The word went straight to her heart, followed by a jolt of panic. She had absolutely no idea where they were going.
Zilch! Nothing!
What type of person didn’t even know the address of where they’d be spending the next two months? She released a resigned sigh. That wasn’t hard to answer. The kind of person who bangs their boss on the second day of work, apparently.
She straightened and lifted her chin. That was the past. It was time to move on.
There was one rule, and she couldn’t break it…again.
No chef sex.
No toe-curlingly hot hanky-panky with the growly hard-bodied hothead.
None.
At all.
She closed her eyes, and her traitorous brain had to choose that very moment to recall the sweet slide of Mitch’s hard length as he thrust inside her over and over and over—
“Should I ask my dad?” Oscar asked, cutting off her dirty-girl train of thought.
“How about we play a game and guess?” she offered, slightly breathless, as the RV turned down a winding road.
She fanned herself. It had gotten hot!
“Are you feeling all right, Charlotte? Your cheeks are real red,” the boy observed.
She plastered on a grin. “I’m fine. It’s a redhead thing. Now, do you think that’s your new house?” she said, pointing to a sprawling Spanish-style home.
“Nope,” Oscar answered as the RV passed by.

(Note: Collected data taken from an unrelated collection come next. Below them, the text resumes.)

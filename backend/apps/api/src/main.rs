//! API Server Entry Point
//!
//! Application entry point and server initialization.
//! Uses `anyhow` for startup errors; request-level failures
//! are handled by each crate's own error type.

use auth::domain::repository::{SessionRepository, VerificationRepository};
use auth::presentation::router::{admin_gated, gate_router};
use auth::presentation::{AuthAppState, dashboard_gate};
use auth::{AuthConfig, PgAuthRepository, PgRateLimitStore, auth_router};
use axum::{
    Router, http,
    http::{Method, header},
    middleware,
};
use base64::Engine;
use base64::engine::general_purpose;
use logistics::{PgLogisticsRepository, logistics_router};
use sqlx::postgres::PgPoolOptions;
use std::env;
use std::net::SocketAddr;
use tokio::net::TcpListener;
use tower_http::cors::{AllowHeaders, AllowMethods, CorsLayer};
use tower_http::trace::TraceLayer;
use tracing_subscriber::{layer::SubscriberExt, util::SubscriberInitExt};

#[tokio::main]
async fn main() -> anyhow::Result<()> {
    // Load .env file
    dotenvy::dotenv().ok();

    // Initialize tracing
    tracing_subscriber::registry()
        .with(
            tracing_subscriber::EnvFilter::try_from_default_env()
                .unwrap_or_else(|_| "api=info,auth=info,logistics=info,tower_http=info".into()),
        )
        .with(tracing_subscriber::fmt::layer())
        .init();

    // Database connection
    let database_url = env::var("DATABASE_URL").expect("DATABASE_URL must be set in environment");

    let pool = PgPoolOptions::new()
        .max_connections(5)
        .connect(&database_url)
        .await?;

    tracing::info!("Connected to database");

    // Run migrations
    sqlx::migrate!("../../../database/migrations")
        .run(&pool)
        .await?;

    tracing::info!("Migrations completed");

    let auth_config = auth_config_from_env()?;

    // Startup cleanup: remove expired sessions, verification tokens and
    // stale rate-limit counters. Errors here should not prevent startup.
    let auth_store = PgAuthRepository::new(pool.clone());
    match SessionRepository::cleanup_expired(&auth_store).await {
        Ok(deleted) => tracing::info!(sessions_deleted = deleted, "Session cleanup completed"),
        Err(e) => tracing::warn!(error = %e, "Session cleanup failed, continuing anyway"),
    }
    match VerificationRepository::cleanup_expired(&auth_store).await {
        Ok(deleted) => {
            tracing::info!(verifications_deleted = deleted, "Verification cleanup completed");
        }
        Err(e) => tracing::warn!(error = %e, "Verification cleanup failed, continuing anyway"),
    }

    let rate_limiter = PgRateLimitStore::new(pool.clone());
    let max_idle_ms = auth_config.rate_limit.window.as_millis() as i64 * 10;
    match rate_limiter.cleanup_stale(max_idle_ms).await {
        Ok(deleted) => {
            tracing::info!(rate_limits_deleted = deleted, "Rate limit cleanup completed");
        }
        Err(e) => tracing::warn!(error = %e, "Rate limit cleanup failed, continuing anyway"),
    }

    // CORS configuration
    let frontend_origins = env::var("FRONTEND_ORIGINS")
        .unwrap_or_else(|_| "http://localhost:3000,http://127.0.0.1:3000".to_string());

    let allowed_origins: Vec<http::HeaderValue> = frontend_origins
        .split(',')
        .filter_map(|origin| origin.trim().parse().ok())
        .collect();

    let cors = CorsLayer::new()
        .allow_origin(allowed_origins)
        .allow_methods(AllowMethods::list([
            Method::GET,
            Method::POST,
            Method::PUT,
            Method::DELETE,
            Method::OPTIONS,
        ]))
        .allow_headers(AllowHeaders::list([
            header::CONTENT_TYPE,
            header::AUTHORIZATION,
            header::ACCEPT,
        ]))
        .allow_credentials(true);

    // Build router: auth endpoints, the admin-gated logistics API and the
    // role-routing dashboard gate.
    let logistics_repo = PgLogisticsRepository::new(pool.clone());
    let logistics_api = admin_gated(
        logistics_router(logistics_repo),
        auth_store.clone(),
        rate_limiter.clone(),
        auth_config.clone(),
    );

    let app = Router::new()
        .nest(
            "/api/auth",
            auth_router(
                auth_store.clone(),
                rate_limiter.clone(),
                auth_config.clone(),
            ),
        )
        .nest("/api/logistics", logistics_api)
        .merge(gate_router(
            auth_store.clone(),
            rate_limiter.clone(),
            auth_config.clone(),
        ))
        .layer(middleware::from_fn_with_state(
            AuthAppState::new(auth_store, rate_limiter, auth_config),
            dashboard_gate::<PgAuthRepository, PgRateLimitStore>,
        ))
        .layer(TraceLayer::new_for_http())
        .layer(cors);

    // Start server
    let addr = SocketAddr::from(([0, 0, 0, 0], 3001));
    tracing::info!("Listening on {}", addr);

    let listener = TcpListener::bind(addr).await?;
    axum::serve(
        listener,
        app.into_make_service_with_connect_info::<SocketAddr>(),
    )
    .await?;

    Ok(())
}

/// Build the auth configuration. Development builds fall back to a random
/// session secret; production requires `SESSION_SECRET` (base64, 32 bytes).
fn auth_config_from_env() -> anyhow::Result<AuthConfig> {
    if cfg!(debug_assertions) {
        return Ok(AuthConfig::development());
    }

    let secret_b64 =
        env::var("SESSION_SECRET").expect("SESSION_SECRET must be set in production");
    let secret_bytes = Engine::decode(&general_purpose::STANDARD, &secret_b64)?;
    anyhow::ensure!(
        secret_bytes.len() == 32,
        "SESSION_SECRET must decode to exactly 32 bytes"
    );
    let mut secret = [0u8; 32];
    secret.copy_from_slice(&secret_bytes);

    Ok(AuthConfig {
        session_secret: secret,
        ..AuthConfig::default()
    })
}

“What about…” Charlotte began as a mountain mansion appeared. Made of stone and exposed wood timbers, she knew that this was it. They turned onto the home’s circular driveway, and Mitch cut the engine. She looked away from the stunning home and watched Mitch. She could see him in the rearview mirror. The man looked utterly lost. He rubbed his eyes, then glanced in the mirror and caught her staring. She froze, unable to look away. There it was—that flash of vulnerability, that glimpse of the man behind the angry facade.
“Who are those people over there, Dad?” Oscar asked, walking toward the front of the RV.
She scanned the property again. She hadn’t noticed the two women sitting on a small bench beneath a leafy willow tree. But there they were. One waved while the other crossed her arms and sported a scowl.
Mitch peered at Oscar, then met her gaze in the mirror. And again, she was spellbound, unable to look away.
A muscle ticked in his jaw as his features hardened. “Those people are a big problem.”
Eleven
Charlotte
Charlotte grabbedher tote bag and hurried toward the front of the RV as a stone-faced Mitch exited the vehicle.
Whoever these women were, Mitch wasn’t happy to see them.
“Do you know those ladies, Oscar?” she asked, helping the boy put on his backpack as she did that thing where one attempts to get an eyeful while appearing completely oblivious.
Oscar stared at her. “You’re making a weird face, and your eyeballs are moving around like crazy,” the boy added, crossing and uncrossing his eyes.
Yeah, she sucked at the eavesdropping game!
“Maybe those ladies are fancy lost grandmas?” he guessed, but she was certain it wasn’t that.
The sharply dressed women looked to be in their late fifties or early sixties. And whoever they were, the taller of the two wasn’t happy. Dressed in a tailored jet-black pantsuit with a slim briefcase and her hair in a severe French twist, the woman’s seething scowl could probably be seen three states over.